Exercise goal:
All of the data that follows needs to be printed again, exactly as it reads.

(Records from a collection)
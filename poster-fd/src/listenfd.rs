//! Parse and produce the `LISTEN_FDS` environment.
//!
//! We only ever look for one named descriptor, the arena segment, but preserve whatever else the
//! environment passed along so that a child sees the complete list.
use crate::RawFd;
use alloc::borrow::ToOwned;
use alloc::{string::String, vec::Vec};

#[cfg(feature = "std")]
use std::os::unix::process::CommandExt;

/// The first descriptor number passed by the `LISTEN_FDS` protocol.
const FD_BASE: RawFd = 3;

pub struct ListenFd {
    pub fd_base: RawFd,
    pub fd_len: RawFd,
    pub names: Vec<String>,
}

/// A descriptor list with the arena segment, either found or freshly created.
pub struct Handoff<F> {
    pub listen: ListenFd,
    /// The file we created ourselves, if the environment did not have one.
    pub file: Option<F>,
    /// The descriptor number under which the child will find the segment.
    pub target: RawFd,
}

#[derive(Debug, Clone, Copy, PartialEq, Eq)]
pub enum Error {
    /// `LISTEN_PID` is set but is not our process.
    BadPid,
    /// `LISTEN_FDS` is not a descriptor count.
    BadFd,
    /// `LISTEN_FDNAMES` is not valid ASCII.
    BadNames,
}

impl core::fmt::Display for Error {
    fn fmt(&self, f: &mut core::fmt::Formatter<'_>) -> core::fmt::Result {
        match self {
            Error::BadPid => write!(f, "LISTEN_PID does not name this process"),
            Error::BadFd => write!(f, "LISTEN_FDS is not a valid descriptor count"),
            Error::BadNames => write!(f, "LISTEN_FDNAMES is not valid"),
        }
    }
}

#[cfg(feature = "std")]
impl std::error::Error for Error {}

// https://github.com/systemd/systemd/blob/414ae39821f0c103b076fc5f7432f827e0e79765/src/libsystemd/sd-daemon/sd-daemon.c#L92-L129
impl ListenFd {
    /// Read the environment of this process.
    ///
    /// Returns `None` when `LISTEN_FDS` is not set at all.
    #[cfg(all(feature = "std", feature = "libc"))]
    pub fn from_env() -> Option<Result<Self, Error>> {
        let count = std::env::var_os("LISTEN_FDS")?;

        if let Some(pid) = std::env::var_os("LISTEN_PID") {
            let Some(Ok(pid)) = pid.to_str().map(|p| p.parse::<libc::pid_t>()) else {
                return Some(Err(Error::BadPid));
            };

            if pid != unsafe { libc::getpid() } {
                return Some(Err(Error::BadPid));
            }
        }

        let Some(count) = count.to_str() else {
            return Some(Err(Error::BadFd));
        };

        let names = std::env::var_os("LISTEN_FDNAMES");
        let names = match names.as_deref().map(|n| n.to_str()) {
            None => None,
            Some(Some(names)) => Some(names),
            Some(None) => return Some(Err(Error::BadNames)),
        };

        Some(Self::parse(count, names))
    }

    /// Interpret the values of `LISTEN_FDS` and `LISTEN_FDNAMES`.
    pub fn parse(count: &str, names: Option<&str>) -> Result<Self, Error> {
        let fd_len: RawFd = count.parse().map_err(|_| Error::BadFd)?;

        if fd_len < 0 {
            return Err(Error::BadFd);
        }

        let names = match names {
            // Must be a subset of ASCII.
            Some(names) if !names.is_ascii() => return Err(Error::BadNames),
            Some("") | None => Vec::new(),
            Some(names) => names.split(':').map(String::from).collect(),
        };

        Ok(ListenFd {
            fd_base: FD_BASE,
            fd_len,
            names,
        })
    }

    /// The descriptor number listed under `name`.
    pub fn position(&self, name: &str) -> Option<RawFd> {
        let num = self.names.iter().position(|v| v == name)?;
        let num = RawFd::try_from(num).ok().filter(|&n| n < self.fd_len)?;
        Some(self.fd_base + num)
    }
}

impl<F> Handoff<F> {
    /// Find the descriptor `fd_name` in the environment, or create it with `with`.
    pub fn named_or_try_create<R>(
        this: Option<ListenFd>,
        fd_name: &str,
        with: impl FnOnce() -> Result<F, R>,
    ) -> Result<Self, R> {
        let Some(mut listen) = this else {
            let file = with()?;

            return Ok(Handoff {
                listen: ListenFd {
                    fd_base: FD_BASE,
                    fd_len: 1,
                    names: Vec::from([fd_name.to_owned()]),
                },
                file: Some(file),
                target: FD_BASE,
            });
        };

        if let Some(target) = listen.position(fd_name) {
            return Ok(Handoff {
                listen,
                file: None,
                target,
            });
        }

        let file = with()?;
        // Names are positional, pad for any unnamed descriptors before us.
        listen.names.resize(listen.fd_len as usize, String::new());
        listen.names.push(fd_name.into());
        let target = listen.fd_base + listen.fd_len;
        listen.fd_len += 1;

        Ok(Handoff {
            listen,
            file: Some(file),
            target,
        })
    }

    /// Arrange for `proc` to inherit the descriptor list.
    ///
    /// # Safety
    ///
    /// The descriptor of `file` must stay open until the process has been spawned. The hook runs
    /// between fork and exec and may only use async-signal-safe calls.
    #[cfg(all(feature = "std", feature = "libc"))]
    pub unsafe fn prepare(&self, proc: &mut std::process::Command)
    where
        F: std::os::fd::AsRawFd,
    {
        let rawfd = self.file.as_ref().map(|v| v.as_raw_fd());
        proc.env("LISTEN_FDS", self.listen.fd_len.to_string());
        proc.env("LISTEN_FDNAMES", self.listen.names.join(":"));
        let target = self.target;

        unsafe {
            proc.pre_exec(move || {
                let pid = format!("{}\0", libc::getpid());
                static LISTEN_PID: &[u8] = b"LISTEN_PID\0";
                if -1 == libc::setenv(LISTEN_PID.as_ptr() as *const _, pid.as_ptr() as *const _, 1) {
                    return Err(std::io::Error::last_os_error());
                }

                let Some(rawfd) = rawfd else {
                    return Ok(());
                };

                if rawfd == target {
                    // Only needs to survive the exec.
                    if -1 == libc::fcntl(rawfd, libc::F_SETFD, 0) {
                        return Err(std::io::Error::last_os_error());
                    }
                } else if -1 == libc::dup2(rawfd, target) {
                    return Err(std::io::Error::last_os_error());
                }

                Ok(())
            });
        }
    }
}

#[cfg(test)]
mod tests {
    use super::*;

    #[test]
    fn parse_names_and_position() {
        let listen = ListenFd::parse("2", Some("socket:POSTER_ARENA_FD")).unwrap();
        assert_eq!(listen.fd_len, 2);
        assert_eq!(listen.position("POSTER_ARENA_FD"), Some(4));
        assert_eq!(listen.position("socket"), Some(3));
        assert_eq!(listen.position("other"), None);
    }

    #[test]
    fn names_beyond_count_are_ignored() {
        let listen = ListenFd::parse("1", Some("a:b")).unwrap();
        assert_eq!(listen.position("b"), None);
    }

    #[test]
    fn bad_count() {
        assert_eq!(ListenFd::parse("three", None).err(), Some(Error::BadFd));
        assert_eq!(ListenFd::parse("-1", None).err(), Some(Error::BadFd));
    }

    #[test]
    fn create_when_missing() {
        let handoff = Handoff::<u8>::named_or_try_create::<()>(None, "arena", || Ok(7)).unwrap();
        assert_eq!(handoff.target, 3);
        assert_eq!(handoff.file, Some(7));

        let existing = ListenFd::parse("1", Some("socket")).unwrap();
        let handoff =
            Handoff::<u8>::named_or_try_create::<()>(Some(existing), "arena", || Ok(7)).unwrap();
        assert_eq!(handoff.target, 4);
        assert_eq!(handoff.listen.names, ["socket", "arena"]);
    }

    #[test]
    fn reuse_when_present() {
        let existing = ListenFd::parse("2", Some("socket:arena")).unwrap();
        let handoff = Handoff::<u8>::named_or_try_create::<()>(Some(existing), "arena", || {
            panic!("must not create a second segment")
        })
        .unwrap();
        assert_eq!(handoff.target, 4);
        assert!(handoff.file.is_none());
    }
}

Response box:
filename poster-fd/src/listenfd.rs
//! Parse and produce the `LISTEN_FDS` environment.
//!
//! We only ever look for one named descriptor, the arena segment, but preserve whatever else the
//! environment passed along so that a child sees the complete list.
use crate::RawFd;
use alloc::borrow::ToOwned;
use alloc::{string::String, vec::Vec};

#[cfg(feature = "std")]
use std::os::unix::process::CommandExt;

/// The first descriptor number passed by the `LISTEN_FDS` protocol.
const FD_BASE: RawFd = 3;

pub struct ListenFd {
    pub fd_base: RawFd,
    pub fd_len: RawFd,
    pub names: Vec<String>,
}

/// A descriptor list with the arena segment, either found or freshly created.
pub struct Handoff<F> {
    pub listen: ListenFd,
    /// The file we created ourselves, if the environment did not have one.
    pub file: Option<F>,
    /// The descriptor number under which the child will find the segment.
    pub target: RawFd,
}

#[derive(Debug, Clone, Copy, PartialEq, Eq)]
pub enum Error {
    /// `LISTEN_PID` is set but is not our process.
    BadPid,
    /// `LISTEN_FDS` is not a descriptor count.
    BadFd,
    /// `LISTEN_FDNAMES` is not valid ASCII.
    BadNames,
}

impl core::fmt::Display for Error {
    fn fmt(&self, f: &mut core::fmt::Formatter<'_>) -> core::fmt::Result {
        match self {
            Error::BadPid => write!(f, "LISTEN_PID does not name this process"),
            Error::BadFd => write!(f, "LISTEN_FDS is not a valid descriptor count"),
            Error::BadNames => write!(f, "LISTEN_FDNAMES is not valid"),
        }
    }
}

#[cfg(feature = "std")]
impl std::error::Error for Error {}

// https://github.com/systemd/systemd/blob/414ae39821f0c103b076fc5f7432f827e0e79765/src/libsystemd/sd-daemon/sd-daemon.c#L92-L129
impl ListenFd {
    /// Read the environment of this process.
    ///
    /// Returns `None` when `LISTEN_FDS` is not set at all.
    #[cfg(all(feature = "std", feature = "libc"))]
    pub fn from_env() -> Option<Result<Self, Error>> {
        let count = std::env::var_os("LISTEN_FDS")?;

        if let Some(pid) = std::env::var_os("LISTEN_PID") {
            let Some(Ok(pid)) = pid.to_str().map(|p| p.parse::<libc::pid_t>()) else {
                return Some(Err(Error::BadPid));
            };

            if pid != unsafe { libc::getpid() } {
                return Some(Err(Error::BadPid));
            }
        }

        let Some(count) = count.to_str() else {
            return Some(Err(Error::BadFd));
        };

        let names = std::env::var_os("LISTEN_FDNAMES");
        let names = match names.as_deref().map(|n| n.to_str()) {
            None => None,
            Some(Some(names)) => Some(names),
            Some(None) => return Some(Err(Error::BadNames)),
        };

        Some(Self::parse(count, names))
    }

    /// Interpret the values of `LISTEN_FDS` and `LISTEN_FDNAMES`.
    pub fn parse(count: &str, names: Option<&str>) -> Result<Self, Error> {
        let fd_len: RawFd = count.parse().map_err(|_| Error::BadFd)?;

        if fd_len < 0 {
            return Err(Error::BadFd);
        }

        let names = match names {
            // Must be a subset of ASCII.
            Some(names) if !names.is_ascii() => return Err(Error::BadNames),
            Some("") | None => Vec::new(),
            Some(names) => names.split(':').map(String::from).collect(),
        };

        Ok(ListenFd {
            fd_base: FD_BASE,
            fd_len,
            names,
        })
    }

    /// The descriptor number listed under `name`.
    pub fn position(&self, name: &str) -> Option<RawFd> {
        let num = self.names.iter().position(|v| v == name)?;
        let num = RawFd::try_from(num).ok().filter(|&n| n < self.fd_len)?;
        Some(self.fd_base + num)
    }
}

impl<F> Handoff<F> {
    /// Find the descriptor `fd_name` in the environment, or create it with `with`.
    pub fn named_or_try_create<R>(
        this: Option<ListenFd>,
        fd_name: &str,
        with: impl FnOnce() -> Result<F, R>,
    ) -> Result<Self, R> {
        let Some(mut listen) = this else {
            let file = with()?;

            return Ok(Handoff {
                listen: ListenFd {
                    fd_base: FD_BASE,
                    fd_len: 1,
                    names: Vec::from([fd_name.to_owned()]),
                },
                file: Some(file),
                target: FD_BASE,
            });
        };

        if let Some(target) = listen.position(fd_name) {
            return Ok(Handoff {
                listen,
                file: None,
                target,
            });
        }

        let file = with()?;
        // Names are positional, pad for any unnamed descriptors before us.
        listen.names.resize(listen.fd_len as usize, String::new());
        listen.names.push(fd_name.into());
        let target = listen.fd_base + listen.fd_len;
        listen.fd_len += 1;

        Ok(Handoff {
            listen,
            file: Some(file),
            target,
        })
    }

    /// Arrange for `proc` to inherit the descriptor list.
    ///
    /// # Safety
    ///
    /// The descriptor of `file` must stay open until the process has been spawned. The hook runs
    /// between fork and exec and may only use async-signal-safe calls.
    #[cfg(all(feature = "std", feature = "libc"))]
    pub unsafe fn prepare(&self, proc: &mut std::process::Command)
    where
        F: std::os::fd::AsRawFd,
    {
        let rawfd = self.file.as_ref().map(|v| v.as_raw_fd());
        proc.env("LISTEN_FDS", self.listen.fd_len.to_string());
        proc.env("LISTEN_FDNAMES", self.listen.names.join(":"));
        let target = self.target;

        unsafe {
            proc.pre_exec(move || {
                let pid = format!("{}\0", libc::getpid());
                static LISTEN_PID: &[u8] = b"LISTEN_PID\0";
                if -1 == libc::setenv(LISTEN_PID.as_ptr() as *const _, pid.as_ptr() as *const _, 1) {
                    return Err(std::io::Error::last_os_error());
                }

                let Some(rawfd) = rawfd else {
                    return Ok(());
                };

                if rawfd == target {
                    // Only needs to survive the exec.
                    if -1 == libc::fcntl(rawfd, libc::F_SETFD, 0) {
                        return Err(std::io::Error::last_os_error());
                    }
                } else if -1 == libc::dup2(rawfd, target) {
                    return Err(std::io::Error::last_os_error());
                }

                Ok(())
            });
        }
    }
}

#[cfg(test)]
mod tests {
    use super::*;

    #[test]
    fn parse_names_and_position() {
        let listen = ListenFd::parse("2", Some("socket:POSTER_ARENA_FD")).unwrap();
        assert_eq!(listen.fd_len, 2);
        assert_eq!(listen.position("POSTER_ARENA_FD"), Some(4));
        assert_eq!(listen.position("socket"), Some(3));
        assert_eq!(listen.position("other"), None);
    }

    #[test]
    fn names_beyond_count_are_ignored() {
        let listen = ListenFd::parse("1", Some("a:b")).unwrap();
        assert_eq!(listen.position("b"), None);
    }

    #[test]
    fn bad_count() {
        assert_eq!(ListenFd::parse("three", None).err(), Some(Error::BadFd));
        assert_eq!(ListenFd::parse("-1", None).err(), Some(Error::BadFd));
    }

    #[test]
    fn create_when_missing() {
        let handoff = Handoff::<u8>::named_or_try_create::<()>(None, "arena", || Ok(7)).unwrap();
        assert_eq!(handoff.target, 3);
        assert_eq!(handoff.file, Some(7));

        let existing = ListenFd::parse("1", Some("socket")).unwrap();
        let handoff =
            Handoff::<u8>::named_or_try_create::<()>(Some(existing), "arena", || Ok(7)).unwrap();
        assert_eq!(handoff.target, 4);
        assert_eq!(handoff.listen.names, ["socket", "arena"]);
    }

    #[test]
    fn reuse_when_present() {
        let existing = ListenFd::parse("2", Some("socket:arena")).unwrap();
        let handoff = Handoff::<u8>::named_or_try_create::<()>(Some(existing), "arena", || {
            panic!("must not create a second segment")
        })
        .unwrap();
        assert_eq!(handoff.target, 4);
        assert!(handoff.file.is_none());
    }
}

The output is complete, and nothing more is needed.